En mi artículo El despertar de un demonio dormido y peligroso, que debe andar por algún lugar de internet desde diciembre de 2003, escribí, como inicio, la siguiente sentencia: ” Si hay algo peor que el gobierno de un dictador, es el de un resentido, y peor aún que el del resentido es el de quien arriba al poder alabando a uno y a otro.”
Quien lea el artículo entenderá que aquella aseveración era una advertencia sobre lo que había mostrado el golpe de abril de 2002 en Venezuela: que nuestra superestructura sociopolítica, en tres años de gobierno bolivariano, no había mudado en nada, que continuábamos ajustados al esquema de búsqueda del poder bajo la influencia de doctrinas maquiavélicas, que el intento dictatorial de Carmona Estanga contaba con secuaces que habían pactado con Dios y con el Diablo y que la motivación principal de los venezolanos que participaron en el golpe era el resentimiento (las motivaciones inteligentes vinieron de afuera, lo sabemos).
Pero resulta que hoy, a ocho años de aquella experiencia, vuelvo a encontrar la superestructura sociopolítica intacta, aún deudora y pagadora de la larga labor verdiblanca que le dio vida y fundamento.
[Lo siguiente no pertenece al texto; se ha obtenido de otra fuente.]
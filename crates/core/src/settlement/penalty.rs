//! Penalty aggregation.
//!
//! A settlement request carries a list of penalties against either party.
//! They are summed per party before the mode planner runs; non-positive
//! amounts are ignored (malformed items were already dropped during request
//! decoding).

use rust_decimal::Decimal;
use serde::{Deserialize, Serialize};

/// Which party a penalty is charged to.
#[derive(Debug, Clone, Copy, PartialEq, Eq, Serialize, Deserialize)]
#[serde(rename_all = "lowercase")]
pub enum PenaltyParty {
    /// Charged to the driver.
    Driver,
    /// Charged to the rider.
    Rider,
}

/// One penalty item from the request.
#[derive(Debug, Clone, Copy, PartialEq, Eq, Serialize, Deserialize)]
pub struct Penalty {
    /// Charged party.
    pub party: PenaltyParty,
    /// Penalty amount.
    pub amount: Decimal,
}

/// Per-party penalty totals.
#[derive(Debug, Clone, Copy, Default, PartialEq, Eq)]
pub struct PenaltyTotals {
    /// Total charged to the driver.
    pub driver: Decimal,
    /// Total charged to the rider.
    pub rider: Decimal,
}

impl PenaltyTotals {
    /// True when either party has a penalty.
    #[must_use]
    pub fn any(&self) -> bool {
        self.driver > Decimal::ZERO || self.rider > Decimal::ZERO
    }
}

/// Sums positive penalty amounts per party.
#[must_use]
pub fn aggregate(penalties: &[Penalty]) -> PenaltyTotals {
    let mut totals = PenaltyTotals::default();
    for penalty in penalties {
        if penalty.amount <= Decimal::ZERO {
            continue;
        }
        match penalty.party {
            PenaltyParty::Driver => totals.driver += penalty.amount,
            PenaltyParty::Rider => totals.rider += penalty.amount,
        }
    }
    totals
}

#[cfg(test)]
mod tests {
    use super::*;
    use rust_decimal_macros::dec;

    #[test]
    fn test_aggregate_sums_per_party() {
        let totals = aggregate(&[
            Penalty {
                party: PenaltyParty::Driver,
                amount: dec!(5),
            },
            Penalty {
                party: PenaltyParty::Rider,
                amount: dec!(3),
            },
            Penalty {
                party: PenaltyParty::Driver,
                amount: dec!(2),
            },
        ]);
        assert_eq!(totals.driver, dec!(7));
        assert_eq!(totals.rider, dec!(3));
        assert!(totals.any());
    }

    #[test]
    fn test_non_positive_amounts_ignored() {
        let totals = aggregate(&[
            Penalty {
                party: PenaltyParty::Driver,
                amount: dec!(0),
            },
            Penalty {
                party: PenaltyParty::Rider,
                amount: dec!(-4),
            },
        ]);
        assert_eq!(totals, PenaltyTotals::default());
        assert!(!totals.any());
    }

    #[test]
    fn test_empty_list() {
        assert_eq!(aggregate(&[]), PenaltyTotals::default());
    }
}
Escribió mi amigo José Roberto Duque en su reflexión titulada Oficialistas que “No hay revolución sin actos revolucionarios”. Y obvio, para que haya actos revolucionarios debe haber personas revolucionarias dirigiendo y ejecutando los actos políticos, sociales, culturales y económicos, y de toda índole, pues.
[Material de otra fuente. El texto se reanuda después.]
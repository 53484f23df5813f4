//! HTTP transport for the loripsum.net API.
//!
//! This module performs the single network operation in the crate: one
//! awaited GET per request, with no retries and no caching. Transport
//! failures propagate to the caller unmodified.

use std::time::Duration;

use reqwest::Client;
use url::Url;

use crate::{LoripsumError, Result};

/// HTTP client configuration for API requests.
///
/// This struct controls timeout and user agent settings for HTTP requests.
#[derive(Debug, Clone)]
pub struct FetchConfig {
    /// Request timeout in seconds.
    pub timeout: u64,
    /// Custom User-Agent string.
    pub user_agent: String,
}

impl Default for FetchConfig {
    fn default() -> Self {
        Self {
            timeout: 30,
            user_agent: "Mozilla/5.0 (compatible; Loripsum/1.0; +https://github.com/stormlightlabs/loripsum)"
                .to_string(),
        }
    }
}

/// Fetches the body of a fully built request URL.
///
/// This function performs an HTTP GET request and returns the response body
/// as text. It follows redirects, respects the configured timeout, and
/// surfaces non-2xx responses as errors.
pub async fn fetch_url(url: &str, config: &FetchConfig) -> Result<String> {
    let parsed_url = Url::parse(url).map_err(|e| LoripsumError::InvalidUrl(e.to_string()))?;

    let client = Client::builder()
        .timeout(Duration::from_secs(config.timeout))
        .build()
        .map_err(LoripsumError::HttpError)?;

    let response = client
        .get(parsed_url)
        .header("User-Agent", &config.user_agent)
        .header("Accept", "text/html,text/plain;q=0.9,*/*;q=0.8")
        .send()
        .await
        .map_err(|e| {
            if e.is_timeout() {
                LoripsumError::Timeout { timeout: config.timeout }
            } else {
                LoripsumError::HttpError(e)
            }
        })?;

    let content = response.error_for_status()?.text().await?;

    Ok(content)
}

#[cfg(test)]
mod tests {
    use super::*;

    #[test]
    fn test_fetch_config_default() {
        let config = FetchConfig::default();
        assert_eq!(config.timeout, 30);
        assert!(config.user_agent.contains("Loripsum"));
    }

    #[test]
    fn test_fetch_url_invalid() {
        let config = FetchConfig::default();
        let result = std::thread::spawn(move || {
            tokio::runtime::Runtime::new()
                .unwrap()
                .block_on(fetch_url("not-a-url", &config))
        })
        .join()
        .unwrap();

        assert!(matches!(result, Err(LoripsumError::InvalidUrl(_))));
    }

    #[test]
    fn test_url_validation() {
        assert!(Url::parse("https://loripsum.net/api/5/short/prude").is_ok());
        assert!(Url::parse("loripsum.net/api").is_err()); // Missing scheme
    }
}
Y entiendo que Duque se refería al acto revolucionario estructural, el que se produce con el quiebre de sistemas impulsado desde una estructura grupal (partidaria o comunal) con poder (asignado o tomado) desde el Gobierno hacia el Estado. Y digo esto porque sé que fuera de estos linderos se ejecutan actos revolucionarios cotidianos, que muchas veces son negados por la estructura partidaria, porque estos actos cotidianos suelen dejar en evidencia la contracción conservadurista o reformulista de la superestructura.
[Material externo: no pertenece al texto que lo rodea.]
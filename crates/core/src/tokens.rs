//! Closed token sets accepted by the loripsum.net API.
//!
//! The remote API is configured entirely through path segments drawn from
//! two fixed vocabularies: a paragraph [`Size`] and zero or more formatting
//! [`TextOption`]s. Both enums carry their wire spelling, membership checks
//! for dynamic string input, and uniform random selection for
//! [`crate::LoremIpsum::randomize`].

use std::fmt;
use std::str::FromStr;

use rand::Rng;
use rand::seq::IndexedRandom;
use serde::{Deserialize, Serialize};

/// Paragraph size accepted by the API.
///
/// # Example
///
/// ```rust
/// use loripsum_core::Size;
///
/// assert_eq!(Size::parse("medium"), Some(Size::Medium));
/// assert_eq!(Size::VeryLong.as_str(), "verylong");
/// assert!(Size::parse("gigantic").is_none());
/// ```
#[derive(Debug, Clone, Copy, PartialEq, Eq, Hash, Serialize, Deserialize)]
#[serde(rename_all = "lowercase")]
pub enum Size {
    Short,
    Medium,
    Long,
    VeryLong,
}

impl Size {
    /// Every valid size, in wire order.
    pub const ALL: [Size; 4] = [Size::Short, Size::Medium, Size::Long, Size::VeryLong];

    /// Returns the wire spelling used in request paths.
    pub fn as_str(&self) -> &'static str {
        match self {
            Size::Short => "short",
            Size::Medium => "medium",
            Size::Long => "long",
            Size::VeryLong => "verylong",
        }
    }

    /// Parses a wire token, returning `None` for anything outside the set.
    pub fn parse(token: &str) -> Option<Size> {
        Size::ALL.iter().find(|size| size.as_str() == token).copied()
    }

    /// Checks membership without constructing a value.
    pub fn is_valid(token: &str) -> bool {
        Size::parse(token).is_some()
    }

    /// Picks a size uniformly at random.
    pub fn random<R: Rng>(rng: &mut R) -> Size {
        Size::ALL.choose(rng).copied().unwrap_or(Size::Short)
    }
}

impl fmt::Display for Size {
    fn fmt(&self, f: &mut fmt::Formatter<'_>) -> fmt::Result {
        f.write_str(self.as_str())
    }
}

impl FromStr for Size {
    type Err = String;

    fn from_str(s: &str) -> Result<Self, Self::Err> {
        Size::parse(s).ok_or_else(|| format!("Invalid size: {}. Valid options: short, medium, long, verylong", s))
    }
}

/// Formatting option accepted by the API.
///
/// Most options are opaque remote-side toggles passed through as path
/// segments. Two get special handling by the client: [`TextOption::Prude`]
/// is appended at path-build time unless disabled, and
/// [`TextOption::Plaintext`] is forced by [`crate::LoremIpsum::text`].
///
/// # Example
///
/// ```rust
/// use loripsum_core::TextOption;
///
/// assert_eq!(TextOption::parse("ul"), Some(TextOption::UnorderedList));
/// assert_eq!(TextOption::Blockquote.as_str(), "bq");
/// assert!(!TextOption::is_valid("marquee"));
/// ```
#[derive(Debug, Clone, Copy, PartialEq, Eq, Hash, Serialize, Deserialize)]
pub enum TextOption {
    #[serde(rename = "decorate")]
    Decorate,
    #[serde(rename = "link")]
    Link,
    #[serde(rename = "ul")]
    UnorderedList,
    #[serde(rename = "ol")]
    OrderedList,
    #[serde(rename = "dl")]
    DescriptionList,
    #[serde(rename = "bq")]
    Blockquote,
    #[serde(rename = "code")]
    Code,
    #[serde(rename = "headers")]
    Headers,
    #[serde(rename = "plaintext")]
    Plaintext,
    #[serde(rename = "allcaps")]
    AllCaps,
    #[serde(rename = "prude")]
    Prude,
}

impl TextOption {
    /// Every valid option, in wire order.
    pub const ALL: [TextOption; 11] = [
        TextOption::Decorate,
        TextOption::Link,
        TextOption::UnorderedList,
        TextOption::OrderedList,
        TextOption::DescriptionList,
        TextOption::Blockquote,
        TextOption::Code,
        TextOption::Headers,
        TextOption::Plaintext,
        TextOption::AllCaps,
        TextOption::Prude,
    ];

    /// Returns the wire spelling used in request paths.
    pub fn as_str(&self) -> &'static str {
        match self {
            TextOption::Decorate => "decorate",
            TextOption::Link => "link",
            TextOption::UnorderedList => "ul",
            TextOption::OrderedList => "ol",
            TextOption::DescriptionList => "dl",
            TextOption::Blockquote => "bq",
            TextOption::Code => "code",
            TextOption::Headers => "headers",
            TextOption::Plaintext => "plaintext",
            TextOption::AllCaps => "allcaps",
            TextOption::Prude => "prude",
        }
    }

    /// Parses a wire token, returning `None` for anything outside the set.
    pub fn parse(token: &str) -> Option<TextOption> {
        TextOption::ALL.iter().find(|option| option.as_str() == token).copied()
    }

    /// Checks membership without constructing a value.
    pub fn is_valid(token: &str) -> bool {
        TextOption::parse(token).is_some()
    }

    /// Picks `count` distinct options uniformly at random, without
    /// replacement. Counts beyond the set size are clamped.
    pub fn random_set<R: Rng>(rng: &mut R, count: usize) -> Vec<TextOption> {
        let count = count.min(TextOption::ALL.len());
        TextOption::ALL.choose_multiple(rng, count).copied().collect()
    }
}

impl fmt::Display for TextOption {
    fn fmt(&self, f: &mut fmt::Formatter<'_>) -> fmt::Result {
        f.write_str(self.as_str())
    }
}

impl FromStr for TextOption {
    type Err = String;

    fn from_str(s: &str) -> Result<Self, Self::Err> {
        TextOption::parse(s).ok_or_else(|| {
            format!(
                "Invalid option: {}. Valid options: decorate, link, ul, ol, dl, bq, code, headers, plaintext, allcaps, prude",
                s
            )
        })
    }
}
La estrategia de acceder al poder alabando a unos y a otros –el esquema maquiavélico- parece que también persiste y con este el carácter ladino de los cuidapuestos de oficio.
La falta de foco y sustento ideológico también se ha mostrado a niveles y ámbitos significativos de la superestructura política, del Gobierno y del partido que lo debe sustentar doctrinariamente.
Las explosiones reactivas, sin planificación estratégica, carentes de tácticas efectivas, dominan las acciones de la superestructura sociopolítica, muchas de las gubernamentales y, obviamente, la de la estructura partidaria, y esta obviedad se ha patentizado de manera preocupante luego de los resultados del proceso electoral del 26S.
La consecuencia de esto puede ser algo que no guarda relación con el ideal democrático o con lo que son las raíces profundas del ser democrático: el surgimiento de un estado de caos donde aversión, odio, automatismos y acriticismos de toda índole se confundan con formas y acciones necesarias para la toma y sostenimiento del poder.
La tarea política y el deber social de todo proceso revolucionario, como primera etapa, se resume en despertar la conciencia del pueblo para que se fortalezca críticamente, con el objetivo de preservarlo de la costumbre de impulsarse o moverse con mansedumbre hacia la cola de espera de los crematorios del poder hegemónico. Y esto sólo se consigue si el necesario didactismo político de la revolución se articula desde un punto de vista no oficial.
Y entendamos algo: un ”proceso revolucionario oficializado” significa, al igual que el confuso caos que mencioné arriba, la muerte de la revolución (y probablemente de toda alternativa democrática).
Peor aún: la revolución se aparta de su talante libertario y de su potencia desestructuradora en la medida en que asume como designio edificar la sociedad a imagen de una divinidad, o de un fetiche. En ese caso la revolución se transforma en el opio del pueblo, es decir, en una religión (dogma e idolatría mediante) para abandonar su naturaleza evolutiva hacia un grado sociopolítico superior de libertad crítica y democracia participativa y popular.
Ese es el demonio que puede despertar ahora, para poner en peligro al país. En una revolución donde escasean los actos revolucionarios y abunda el maquiavelismo, donde aún no parece definirse un foco y un sustento ideológico-doctrinario que vaya más allá de la adulación del líder y de su peligrosísima deificación, donde se preserva la superestructura sociopolítica establecida por el antiguo régimen, no puede haber sino degradación y aberraciones, distanciamiento y decepción, confusiones , bochornos, derrotas y aniquilamientos.